Virginia High School Opens Daycare

A Richmond, Virginia High School is taking a very controversial step in order to lower the dropout rate.

Last month, Armstrong High School opened up a child day care lab as a to better serve  the needs of students who have children.

The day care facility will be inside of the school and will provide parenting skills classes for teenagers who have children, and also act as a hands-on lab for students who are interested in becoming licensed child care workers.

Richmond Public Schools Superintendent Dr. Yvonne Brandon said  ”With this lab established, more students and parents will be impacted.
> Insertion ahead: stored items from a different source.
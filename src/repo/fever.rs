//! Sync pipeline for Fever-API accounts.
//!
//! Fever has no incremental state endpoint, so a sync is four moves: push
//! pending marks item by item, mirror groups and feeds, pull items above
//! the numeric high-water mark, then rebuild the per-account state table
//! from the full unread/saved id lists.

use std::collections::{HashMap, HashSet};

use anyhow::Result;
use reqwest::Client;

use crate::api::fever::adapters::{FeedsGroup, FeverFeed};
use crate::api::fever::{FeverClient, MarkAction};
use crate::api::SyncError;
use crate::repo::{insert_grouped_items, SyncSummary};
use crate::storage::{Account, Database, ItemState, RemoteFeed, RemoteFolder, StatePolicy};

pub(crate) async fn sync(db: &Database, client: &Client, account: &Account) -> Result<SyncSummary> {
    let url = account
        .url
        .as_deref()
        .ok_or(SyncError::MissingCredentials("url"))?;
    let login = account
        .login
        .as_deref()
        .ok_or(SyncError::MissingCredentials("login"))?;
    let password = account
        .password
        .as_deref()
        .ok_or(SyncError::MissingCredentials("password"))?;

    let api = FeverClient::new(client.clone(), url, login, password);
    api.validate().await?;

    let mut summary = SyncSummary {
        account_id: account.id,
        ..SyncSummary::default()
    };

    // Push before pulling so the id lists fetched below already reflect
    // our own changes.
    summary.marks_pushed = push_marks(db, &api, account).await?;

    let groups = api.groups().await?;
    let folders: Vec<RemoteFolder> = groups
        .into_iter()
        .map(|g| RemoteFolder {
            remote_id: g.id.to_string(),
            name: g.title,
        })
        .collect();
    summary.folders = folders.len();
    db.upsert_remote_folders(account.id, &folders).await?;

    let doc = api.feeds().await?;
    let membership = membership_map(&doc.feeds_groups);
    let feeds = to_remote_feeds(doc.feeds, &membership);
    summary.feeds = feeds.len();
    let folder_map = db.folder_ids_by_remote(account.id).await?;
    db.upsert_remote_feeds(account.id, &feeds, &folder_map)
        .await?;

    let items = api.items_since(account.last_modified).await?;
    let watermark = items
        .iter()
        .filter_map(|item| item.remote_id.parse::<i64>().ok())
        .max()
        .map_or(account.last_modified, |max| max.max(account.last_modified));
    summary.items_inserted =
        insert_grouped_items(db, account.id, items, StatePolicy::Preserve).await?;
    db.update_account_last_modified(account.id, watermark)
        .await?;

    // The id lists are the authoritative state for everything we hold.
    let unread: HashSet<String> = api.unread_item_ids().await?.into_iter().collect();
    let saved: HashSet<String> = api.saved_item_ids().await?.into_iter().collect();
    let states: Vec<ItemState> = db
        .account_item_remote_ids(account.id)
        .await?
        .into_iter()
        .map(|remote_id| ItemState {
            read: !unread.contains(&remote_id),
            starred: saved.contains(&remote_id),
            remote_id,
        })
        .collect();
    db.upsert_item_states(account.id, &states).await?;

    Ok(summary)
}

/// Replays pending local read/star changes, one `mark` call each, then
/// clears the pending flags.
async fn push_marks(db: &Database, api: &FeverClient, account: &Account) -> Result<usize> {
    let mut pushed = 0;

    for (remote_id, read) in db.read_changes(account).await? {
        let action = if read {
            MarkAction::Read
        } else {
            MarkAction::Unread
        };
        api.mark_item(&remote_id, action).await?;
        pushed += 1;
    }
    for (remote_id, starred) in db.starred_changes(account).await? {
        let action = if starred {
            MarkAction::Saved
        } else {
            MarkAction::Unsaved
        };
        api.mark_item(&remote_id, action).await?;
        pushed += 1;
    }

    db.reset_sync_flags(account.id).await?;
    Ok(pushed)
}

/// Feed-to-group memberships, first listed group winning for feeds that
/// appear in several.
fn membership_map(groups: &[FeedsGroup]) -> HashMap<i64, i64> {
    let mut map = HashMap::new();
    for group in groups {
        for &feed_id in &group.feed_ids {
            map.entry(feed_id).or_insert(group.group_id);
        }
    }
    map
}

fn to_remote_feeds(feeds: Vec<FeverFeed>, membership: &HashMap<i64, i64>) -> Vec<RemoteFeed> {
    feeds
        .into_iter()
        .map(|feed| {
            let remote_id = feed.id.to_string();
            // Fever serves empty titles for feeds it could not name.
            let name = if feed.title.is_empty() {
                feed.url.clone().unwrap_or_else(|| remote_id.clone())
            } else {
                feed.title
            };
            RemoteFeed {
                folder_remote_id: membership.get(&feed.id).map(|g| g.to_string()),
                remote_id,
                name,
                url: feed.url,
                site_url: feed.site_url,
            }
        })
        .collect()
}

#[cfg(test)]
mod tests {
    use super::*;
    use pretty_assertions::assert_eq;

    #[test]
    fn first_listed_group_wins_for_shared_feeds() {
        let groups = vec![
            FeedsGroup {
                group_id: 1,
                feed_ids: vec![10, 11],
            },
            FeedsGroup {
                group_id: 2,
                feed_ids: vec![11, 12],
            },
        ];

        let map = membership_map(&groups);
        assert_eq!(map.get(&10), Some(&1));
        assert_eq!(map.get(&11), Some(&1));
        assert_eq!(map.get(&12), Some(&2));
    }

    #[test]
    fn untitled_feeds_fall_back_to_url_then_id() {
        let feeds = vec![
            FeverFeed {
                id: 1,
                title: String::new(),
                url: Some("https://example.com/rss".into()),
                site_url: None,
            },
            FeverFeed {
                id: 2,
                title: String::new(),
                url: None,
                site_url: None,
            },
        ];

        let remote = to_remote_feeds(feeds, &HashMap::new());
        assert_eq!(remote[0].name, "https://example.com/rss");
        assert_eq!(remote[1].name, "2");
    }
}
What you see here is a fresh start for a lot of our students.”

Some folks feel like this onsite daycare will encourage more teens to become sexually active and have children.  Others think that it’s just a sign of the times, and daycares inside of the schools help to make it easier for young mothers and fathers to finish school without the burden of finding reliable childcare.

This isn’t the first time that a school has opened a daycare for their students.  In 2007 USA Today  profiled a high school in New York that provided day care services for teen parents who wanted to continue their education after having children.  At that time, West Side High School was one of 40 schools in New York that had a daycare.

I’m sure most people  have an opinion on this issue, but I am not quite sure where I stand.  I can see both sides of the argument.  On one hand, I think that teen parents have it very hard and we should do everything that we can do to keep these children in school.  We have got to do a better job of encouraging our teens and lifting them up even when they don’t make the most responsible decisions.  But on the other hand, if we would spend more time talking to our kids and helping them make better choices before they get into these situations we wouldn’t need to have daycares in our school systems.  If we used our resources to provide these kids with more extracurricular activities, they would’t have as much time on their hands to make the babies.

I just don’t know if I would want my child to attend a school where instead of talking to her friends about music, movies, and TV at lunch time the topics of discussion are breast feeding, diaper changing, and c-sections.  Maybe I’m just the over protective dad who wants to shield his little princess from most of the things in this cold world, but something about it just does not seem right to me.  I’m not knocking anyone who approves of this, but if my child was attending this school, I would have to get more knowledge on how the school’s administration plans on handling the center and what affect it will have on the student body.

The fact of the matter is that we need to spend more time and effort helping our children before they get to this point instead of trying to put a bandage over a wound that has already been bleeding for years and is only getting worse.  I don’t think that this center will necessarily encourage teens to have more children, but I do think that some young people may look at it as one less thing that they have to worry about if they do have children while in school.

What do you think? Leave a comment and let me know…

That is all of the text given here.